» **Provided entries**:
-- Opening Marker --

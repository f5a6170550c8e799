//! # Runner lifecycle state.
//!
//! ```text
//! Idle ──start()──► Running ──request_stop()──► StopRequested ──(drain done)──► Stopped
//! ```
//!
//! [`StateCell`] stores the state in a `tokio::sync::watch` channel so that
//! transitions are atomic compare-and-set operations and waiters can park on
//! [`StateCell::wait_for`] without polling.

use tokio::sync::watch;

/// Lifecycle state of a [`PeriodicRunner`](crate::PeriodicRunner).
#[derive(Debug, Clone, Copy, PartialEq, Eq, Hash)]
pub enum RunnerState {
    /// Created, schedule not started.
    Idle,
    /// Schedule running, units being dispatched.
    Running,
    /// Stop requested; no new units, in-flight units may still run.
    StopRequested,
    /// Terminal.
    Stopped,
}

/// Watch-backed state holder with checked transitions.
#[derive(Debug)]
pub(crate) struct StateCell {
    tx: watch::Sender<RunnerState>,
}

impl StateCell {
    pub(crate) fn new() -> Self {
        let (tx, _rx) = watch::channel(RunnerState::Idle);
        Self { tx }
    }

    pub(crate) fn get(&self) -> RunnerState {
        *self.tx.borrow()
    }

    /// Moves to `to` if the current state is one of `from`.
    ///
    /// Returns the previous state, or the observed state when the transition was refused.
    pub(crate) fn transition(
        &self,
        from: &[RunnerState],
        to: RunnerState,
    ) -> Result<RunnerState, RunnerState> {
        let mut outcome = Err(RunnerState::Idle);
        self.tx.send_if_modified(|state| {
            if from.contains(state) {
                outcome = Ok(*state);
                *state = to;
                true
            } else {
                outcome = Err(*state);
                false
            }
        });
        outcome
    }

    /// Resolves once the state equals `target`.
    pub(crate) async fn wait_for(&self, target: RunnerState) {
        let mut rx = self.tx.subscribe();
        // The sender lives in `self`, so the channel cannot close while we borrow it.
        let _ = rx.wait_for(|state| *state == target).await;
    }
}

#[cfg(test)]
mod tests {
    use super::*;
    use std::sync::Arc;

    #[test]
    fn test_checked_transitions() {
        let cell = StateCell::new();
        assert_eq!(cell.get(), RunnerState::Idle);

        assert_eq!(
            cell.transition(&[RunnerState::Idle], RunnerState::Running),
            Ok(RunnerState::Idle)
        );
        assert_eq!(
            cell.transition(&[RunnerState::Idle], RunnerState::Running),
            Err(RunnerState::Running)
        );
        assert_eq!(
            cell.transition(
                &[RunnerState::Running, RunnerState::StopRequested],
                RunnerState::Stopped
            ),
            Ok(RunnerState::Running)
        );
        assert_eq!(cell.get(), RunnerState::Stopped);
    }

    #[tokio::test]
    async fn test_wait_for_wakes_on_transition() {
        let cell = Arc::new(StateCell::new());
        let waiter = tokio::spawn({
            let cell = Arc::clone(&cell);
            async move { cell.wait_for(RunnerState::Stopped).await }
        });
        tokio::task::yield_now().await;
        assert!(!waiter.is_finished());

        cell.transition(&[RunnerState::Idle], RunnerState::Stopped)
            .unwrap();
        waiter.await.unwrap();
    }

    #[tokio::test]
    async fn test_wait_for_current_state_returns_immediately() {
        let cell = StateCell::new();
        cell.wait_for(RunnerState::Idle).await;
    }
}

-- Closing Marker --
-- Opening Marker --

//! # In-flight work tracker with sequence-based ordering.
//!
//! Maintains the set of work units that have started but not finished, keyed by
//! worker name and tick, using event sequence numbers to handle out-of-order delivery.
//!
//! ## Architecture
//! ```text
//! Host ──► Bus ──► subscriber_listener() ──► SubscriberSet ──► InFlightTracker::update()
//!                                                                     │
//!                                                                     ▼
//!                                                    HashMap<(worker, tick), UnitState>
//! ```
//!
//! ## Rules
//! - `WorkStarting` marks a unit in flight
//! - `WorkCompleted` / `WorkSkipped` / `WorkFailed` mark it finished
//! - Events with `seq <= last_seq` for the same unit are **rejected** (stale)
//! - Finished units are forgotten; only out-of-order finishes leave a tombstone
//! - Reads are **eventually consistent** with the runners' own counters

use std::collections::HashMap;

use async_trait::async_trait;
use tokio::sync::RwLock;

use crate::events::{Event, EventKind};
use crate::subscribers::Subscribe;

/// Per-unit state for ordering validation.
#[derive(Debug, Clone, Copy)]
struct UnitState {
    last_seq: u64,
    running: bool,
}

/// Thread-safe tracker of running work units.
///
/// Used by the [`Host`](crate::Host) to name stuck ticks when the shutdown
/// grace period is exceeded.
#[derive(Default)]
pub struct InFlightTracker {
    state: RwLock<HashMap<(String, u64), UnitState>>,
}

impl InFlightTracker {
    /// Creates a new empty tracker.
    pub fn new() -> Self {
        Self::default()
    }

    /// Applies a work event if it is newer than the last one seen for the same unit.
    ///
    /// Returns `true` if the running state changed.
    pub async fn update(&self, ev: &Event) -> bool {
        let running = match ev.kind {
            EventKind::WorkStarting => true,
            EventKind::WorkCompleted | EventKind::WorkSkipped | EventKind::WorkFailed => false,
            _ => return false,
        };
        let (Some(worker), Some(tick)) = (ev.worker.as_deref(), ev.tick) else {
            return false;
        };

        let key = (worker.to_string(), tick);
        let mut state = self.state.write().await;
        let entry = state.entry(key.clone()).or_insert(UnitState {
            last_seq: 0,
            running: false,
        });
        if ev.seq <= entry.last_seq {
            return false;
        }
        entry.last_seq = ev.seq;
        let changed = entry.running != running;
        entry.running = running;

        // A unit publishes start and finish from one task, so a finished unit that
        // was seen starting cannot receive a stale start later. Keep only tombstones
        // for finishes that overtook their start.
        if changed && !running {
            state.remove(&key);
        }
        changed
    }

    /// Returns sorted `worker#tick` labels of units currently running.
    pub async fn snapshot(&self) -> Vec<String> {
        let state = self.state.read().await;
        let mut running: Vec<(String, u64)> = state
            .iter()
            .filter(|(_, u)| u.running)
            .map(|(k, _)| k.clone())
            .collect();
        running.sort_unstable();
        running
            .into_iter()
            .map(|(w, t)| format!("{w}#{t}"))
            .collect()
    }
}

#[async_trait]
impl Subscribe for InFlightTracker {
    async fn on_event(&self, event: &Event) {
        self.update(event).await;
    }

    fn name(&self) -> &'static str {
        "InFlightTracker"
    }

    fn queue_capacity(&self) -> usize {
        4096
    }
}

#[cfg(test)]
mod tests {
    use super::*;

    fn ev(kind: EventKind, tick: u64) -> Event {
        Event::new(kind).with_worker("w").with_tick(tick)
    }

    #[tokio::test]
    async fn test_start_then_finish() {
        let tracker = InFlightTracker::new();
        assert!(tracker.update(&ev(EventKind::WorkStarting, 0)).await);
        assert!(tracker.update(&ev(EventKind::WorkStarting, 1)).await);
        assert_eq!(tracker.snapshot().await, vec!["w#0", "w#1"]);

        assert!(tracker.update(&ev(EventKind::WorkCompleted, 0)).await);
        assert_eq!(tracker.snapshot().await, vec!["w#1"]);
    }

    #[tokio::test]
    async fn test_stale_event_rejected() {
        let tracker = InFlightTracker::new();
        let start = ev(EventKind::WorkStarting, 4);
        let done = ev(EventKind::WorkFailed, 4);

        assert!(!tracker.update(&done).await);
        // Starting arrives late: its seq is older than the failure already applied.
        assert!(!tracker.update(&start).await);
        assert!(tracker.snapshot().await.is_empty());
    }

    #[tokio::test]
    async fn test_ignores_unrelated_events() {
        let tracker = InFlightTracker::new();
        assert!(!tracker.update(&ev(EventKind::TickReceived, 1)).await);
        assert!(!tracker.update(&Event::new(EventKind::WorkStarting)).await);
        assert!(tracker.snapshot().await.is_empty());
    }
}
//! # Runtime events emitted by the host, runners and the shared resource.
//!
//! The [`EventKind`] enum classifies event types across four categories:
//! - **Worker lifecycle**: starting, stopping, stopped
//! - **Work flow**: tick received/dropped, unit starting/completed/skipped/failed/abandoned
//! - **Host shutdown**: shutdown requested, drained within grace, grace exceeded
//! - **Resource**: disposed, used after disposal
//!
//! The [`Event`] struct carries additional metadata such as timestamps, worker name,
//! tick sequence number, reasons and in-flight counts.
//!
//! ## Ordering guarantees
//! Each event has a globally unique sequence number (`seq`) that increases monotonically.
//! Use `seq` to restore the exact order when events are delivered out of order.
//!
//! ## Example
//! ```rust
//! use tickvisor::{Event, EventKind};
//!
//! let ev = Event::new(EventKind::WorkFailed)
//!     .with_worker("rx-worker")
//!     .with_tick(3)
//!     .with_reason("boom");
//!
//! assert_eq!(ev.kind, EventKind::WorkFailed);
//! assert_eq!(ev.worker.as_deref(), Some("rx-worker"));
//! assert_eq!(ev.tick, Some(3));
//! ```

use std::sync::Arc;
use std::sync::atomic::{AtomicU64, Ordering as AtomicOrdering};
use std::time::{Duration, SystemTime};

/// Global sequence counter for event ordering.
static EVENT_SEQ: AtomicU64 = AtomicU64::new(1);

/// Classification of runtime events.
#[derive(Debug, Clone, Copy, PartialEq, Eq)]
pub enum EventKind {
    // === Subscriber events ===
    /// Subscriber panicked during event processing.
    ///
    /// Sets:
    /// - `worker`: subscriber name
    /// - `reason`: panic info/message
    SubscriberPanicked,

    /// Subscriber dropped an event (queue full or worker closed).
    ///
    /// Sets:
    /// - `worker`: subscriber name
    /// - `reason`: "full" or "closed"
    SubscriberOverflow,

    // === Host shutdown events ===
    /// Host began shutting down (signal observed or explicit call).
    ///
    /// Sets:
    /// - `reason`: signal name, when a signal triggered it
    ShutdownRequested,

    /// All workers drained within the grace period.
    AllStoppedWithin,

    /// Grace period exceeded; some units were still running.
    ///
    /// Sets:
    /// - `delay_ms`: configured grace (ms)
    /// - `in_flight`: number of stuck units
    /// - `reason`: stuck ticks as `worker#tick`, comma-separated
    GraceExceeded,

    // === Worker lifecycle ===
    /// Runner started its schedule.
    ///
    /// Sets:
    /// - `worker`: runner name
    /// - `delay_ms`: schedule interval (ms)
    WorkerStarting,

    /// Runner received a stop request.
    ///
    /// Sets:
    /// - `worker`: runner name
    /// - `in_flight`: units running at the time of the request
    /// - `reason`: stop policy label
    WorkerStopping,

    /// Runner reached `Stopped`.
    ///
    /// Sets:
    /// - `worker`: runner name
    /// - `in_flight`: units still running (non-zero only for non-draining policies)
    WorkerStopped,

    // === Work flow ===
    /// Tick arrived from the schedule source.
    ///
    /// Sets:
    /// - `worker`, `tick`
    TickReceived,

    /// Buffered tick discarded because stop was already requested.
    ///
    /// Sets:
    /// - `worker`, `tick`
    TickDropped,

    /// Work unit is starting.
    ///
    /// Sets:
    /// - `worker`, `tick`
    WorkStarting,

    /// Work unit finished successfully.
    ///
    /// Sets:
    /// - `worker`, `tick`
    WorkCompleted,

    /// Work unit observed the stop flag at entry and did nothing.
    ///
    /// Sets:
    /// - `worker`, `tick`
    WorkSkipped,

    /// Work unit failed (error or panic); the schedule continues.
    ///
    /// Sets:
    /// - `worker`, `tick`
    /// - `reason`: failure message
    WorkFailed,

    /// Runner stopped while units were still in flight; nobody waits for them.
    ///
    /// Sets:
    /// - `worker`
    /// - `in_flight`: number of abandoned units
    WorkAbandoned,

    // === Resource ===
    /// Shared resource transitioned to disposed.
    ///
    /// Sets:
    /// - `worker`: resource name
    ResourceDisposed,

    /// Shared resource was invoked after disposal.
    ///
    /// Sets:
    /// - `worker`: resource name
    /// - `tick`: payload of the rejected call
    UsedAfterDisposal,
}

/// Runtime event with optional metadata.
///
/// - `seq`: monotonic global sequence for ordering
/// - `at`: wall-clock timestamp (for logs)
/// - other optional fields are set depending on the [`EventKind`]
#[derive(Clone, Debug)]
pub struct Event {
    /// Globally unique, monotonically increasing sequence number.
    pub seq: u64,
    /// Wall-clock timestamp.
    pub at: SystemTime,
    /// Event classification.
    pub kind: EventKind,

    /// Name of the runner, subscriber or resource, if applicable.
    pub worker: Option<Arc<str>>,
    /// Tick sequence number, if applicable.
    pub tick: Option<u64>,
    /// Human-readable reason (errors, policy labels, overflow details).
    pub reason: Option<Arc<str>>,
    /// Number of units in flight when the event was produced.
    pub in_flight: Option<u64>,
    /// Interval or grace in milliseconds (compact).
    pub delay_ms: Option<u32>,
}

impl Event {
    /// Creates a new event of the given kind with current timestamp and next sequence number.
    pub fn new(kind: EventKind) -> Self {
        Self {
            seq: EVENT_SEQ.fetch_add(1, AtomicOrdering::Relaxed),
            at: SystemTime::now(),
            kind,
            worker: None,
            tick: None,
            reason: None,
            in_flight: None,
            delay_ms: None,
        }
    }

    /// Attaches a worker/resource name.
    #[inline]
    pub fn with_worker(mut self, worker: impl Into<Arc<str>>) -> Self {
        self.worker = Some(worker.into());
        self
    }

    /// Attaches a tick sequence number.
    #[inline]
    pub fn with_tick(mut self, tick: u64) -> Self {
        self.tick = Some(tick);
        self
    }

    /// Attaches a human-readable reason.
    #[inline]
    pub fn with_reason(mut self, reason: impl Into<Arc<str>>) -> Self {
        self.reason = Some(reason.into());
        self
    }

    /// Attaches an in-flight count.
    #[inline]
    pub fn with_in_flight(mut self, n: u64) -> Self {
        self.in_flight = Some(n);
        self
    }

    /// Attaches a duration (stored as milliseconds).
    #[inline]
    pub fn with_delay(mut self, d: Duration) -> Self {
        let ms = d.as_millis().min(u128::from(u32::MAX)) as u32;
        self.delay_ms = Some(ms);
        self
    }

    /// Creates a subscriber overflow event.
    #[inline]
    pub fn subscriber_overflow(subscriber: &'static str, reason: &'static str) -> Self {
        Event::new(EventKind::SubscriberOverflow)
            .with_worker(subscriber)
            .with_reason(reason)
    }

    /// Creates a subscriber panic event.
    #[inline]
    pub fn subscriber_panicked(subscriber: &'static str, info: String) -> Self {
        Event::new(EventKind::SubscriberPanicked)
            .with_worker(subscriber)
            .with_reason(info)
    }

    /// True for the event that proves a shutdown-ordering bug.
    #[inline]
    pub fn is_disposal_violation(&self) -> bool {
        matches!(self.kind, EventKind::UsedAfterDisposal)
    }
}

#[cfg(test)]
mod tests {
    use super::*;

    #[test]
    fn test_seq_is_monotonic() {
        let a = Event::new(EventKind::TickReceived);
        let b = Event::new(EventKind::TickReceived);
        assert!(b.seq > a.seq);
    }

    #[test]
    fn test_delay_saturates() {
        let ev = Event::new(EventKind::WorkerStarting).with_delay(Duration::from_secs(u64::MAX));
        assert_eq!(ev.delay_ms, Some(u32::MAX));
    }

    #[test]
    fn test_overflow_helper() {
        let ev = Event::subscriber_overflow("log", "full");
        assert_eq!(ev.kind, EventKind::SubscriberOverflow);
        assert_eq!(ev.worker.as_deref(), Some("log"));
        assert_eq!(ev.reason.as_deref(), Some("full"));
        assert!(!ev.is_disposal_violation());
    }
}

-- Closing Marker --

» **What to do**: Of the lines above, output exactly those from the line bearing "repository f5a6170550c8e799" through the line bearing "channel so that", inclusive.

» **Solution below**:
repository f5a6170550c8e799
//! # Runner lifecycle state.
//!
//! ```text
//! Idle ──start()──► Running ──request_stop()──► StopRequested ──(drain done)──► Stopped
//! ```
//!
//! [`StateCell`] stores the state in a `tokio::sync::watch` channel so that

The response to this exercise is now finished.